Fluorescence lifetime imaging in cell biology

The measurement of fluorescence lifetimes offers the advantages of being independent of local intensity and concentration of the fluorophore, and can provide information regarding the molecular environment in a single living cell. Historically, measurements of fluorescence lifetimes have employed photomultipliers as detectors, providing high sensitivity but sacrificing spatial information. Fluorescence Lifetime Imaging Microscopy (FLIM) provides a 2- or 3D spatial map of the distribution of fluorescent lifetime(s) in the sample under observation. Picosecond laser pulses from a tunable dye laser are delivered to fluorophore containing living cells on the stage of a fluorescent microscope, and images of the fluorescence emission at various times during the decay of the fluorescence lifetime are collected using a high speed nanosecond-gated multichannel plate image intensifier. FLIM promises to substantially enhance the information obtainable from living cells and tissues, and will allow observations of the dynamic organization and interaction of cellular components on a spatial and temporal scale previously not possible using other microscopic techniques.

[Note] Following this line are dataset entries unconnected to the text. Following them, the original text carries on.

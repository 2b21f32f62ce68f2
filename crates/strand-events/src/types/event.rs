//! The persisted event row.

use serde::{Deserialize, Serialize};
use serde_json::Value;
use sha2::{Digest, Sha256};

use super::event_type::EventType;
use super::payloads::TypedPayload;
use crate::errors::Result;

/// One immutable row in a session's event chain.
///
/// Events are never mutated or deleted; corrections are appended as new
/// events. `parent_id` may reference an event in a *different* session when
/// the session was forked.
#[derive(Clone, Debug, PartialEq, Serialize, Deserialize)]
#[serde(rename_all = "camelCase")]
pub struct Event {
    /// Unique, time-ordered ID (`evt_` prefix).
    pub id: String,
    /// The event this one logically follows; `None` only for a
    /// `session.start` root.
    pub parent_id: Option<String>,
    /// Owning session.
    pub session_id: String,
    /// RFC 3339 UTC timestamp.
    pub timestamp: String,
    /// Typed tag determining the payload shape.
    #[serde(rename = "type")]
    pub event_type: EventType,
    /// Per-session monotonically increasing sequence number.
    pub sequence: i64,
    /// Integrity checksum over the identity fields and payload.
    pub checksum: String,
    /// Tag-determined payload.
    pub payload: Value,
}

impl Event {
    /// Compute the integrity checksum for an event's identity and payload.
    #[must_use]
    pub fn compute_checksum(
        parent_id: Option<&str>,
        session_id: &str,
        event_type: EventType,
        payload: &Value,
    ) -> String {
        let mut hasher = Sha256::new();
        hasher.update(parent_id.unwrap_or(""));
        hasher.update(b":");
        hasher.update(session_id);
        hasher.update(b":");
        hasher.update(event_type.as_str());
        hasher.update(b":");
        hasher.update(payload.to_string());
        format!("{:x}", hasher.finalize())
    }

    /// Whether the stored checksum matches the row contents.
    #[must_use]
    pub fn verify_checksum(&self) -> bool {
        Self::compute_checksum(
            self.parent_id.as_deref(),
            &self.session_id,
            self.event_type,
            &self.payload,
        ) == self.checksum
    }

    /// Deserialize the payload into its typed view.
    pub fn typed_payload(&self) -> Result<TypedPayload> {
        TypedPayload::from_event(self.event_type, &self.payload)
    }
}
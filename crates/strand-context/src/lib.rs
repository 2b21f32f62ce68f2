//! # strand-context
//!
//! Keeps a session's live message view within a bounded token budget.
//! [`CompactionEngine`] decides when to summarize (threshold crossing),
//! previews the effect without mutating anything, and executes the
//! summarize-and-replace atomically through an injected persistence port.
//!
//! Compaction rewrites the *live view only* — the event log keeps every
//! original event for audit and undo.

pub mod engine;
pub mod errors;
pub mod threshold;

pub use engine::{
    CompactionConfig, CompactionDeps, CompactionEngine, CompactionPreview, CompactionRecord,
    CompactionResult, Summarizer,
};
pub use errors::ContextError;
pub use threshold::ThresholdLevel;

Highly sensitive detection of human papillomavirus type 16 DNA using time-resolved fluorescence microscopy and long lifetime probes

We have been interested in the role of Human Papillomavirus (HPV) in cervical cancer and its diagnosis; to that end we have been developing microscopic imaging and fluorescent in situ hybridization (FISH) techniques to genotype and quantitate the amount of HPV present at a single cell level in cervical PAP smears. However, we have found that low levels of HPV DNA are difficult to detect accurately because theoretically obtainable sensitivity is never achieved due to nonspecific autofluorescence, fixative induced fluorescence of cells and tissues, and autofluorescence of the optical components in the microscopic system. In addition, the absorption stains used for PAP smears are intensely autofluorescent. Autofluorescence is a rapidly decaying process with lifetimes in the range of 1-100 nsec, whereas phosphorescence and delayed fluorescence have lifetimes in the range of 1 microsecond(s) ec-10 msec. The ability to discriminate between specific fluorescence and autofluorescence in the time-domain has improved the sensitivity of diagnostic test such that they perform comparably to, or even more sensitive than radioisotopic assays. We have developed a novel time-resolved fluorescence microscope to improve the sensitivity of detection of specific molecules of interest in slide based specimens. This time-resolved fluorescence microscope is based on our recently developed fluorescence lifetime imaging microscopy (FILM) in conjunction with the use of long lifetime fluorescent labels. By using fluorescence in situ hybridization and the long lifetime probe (europium), we have demonstrated the utility of this technique for detection of HPV DNA in cervicovaginal cells. Our results indicate that the use of time-resolved fluorescence microscopy and long lifetime probes increases the sensitivity of detection by removing autofluorescence and will thus lead to improved early diagnosis of cervical cancer. Since the highly sensitive detection of DNA in clinical samples using fluorescence in situ hybridization image is useful for the diagnosis of many other type of diseases, the system we have developed should find numerous applications for the diagnosis of disease states.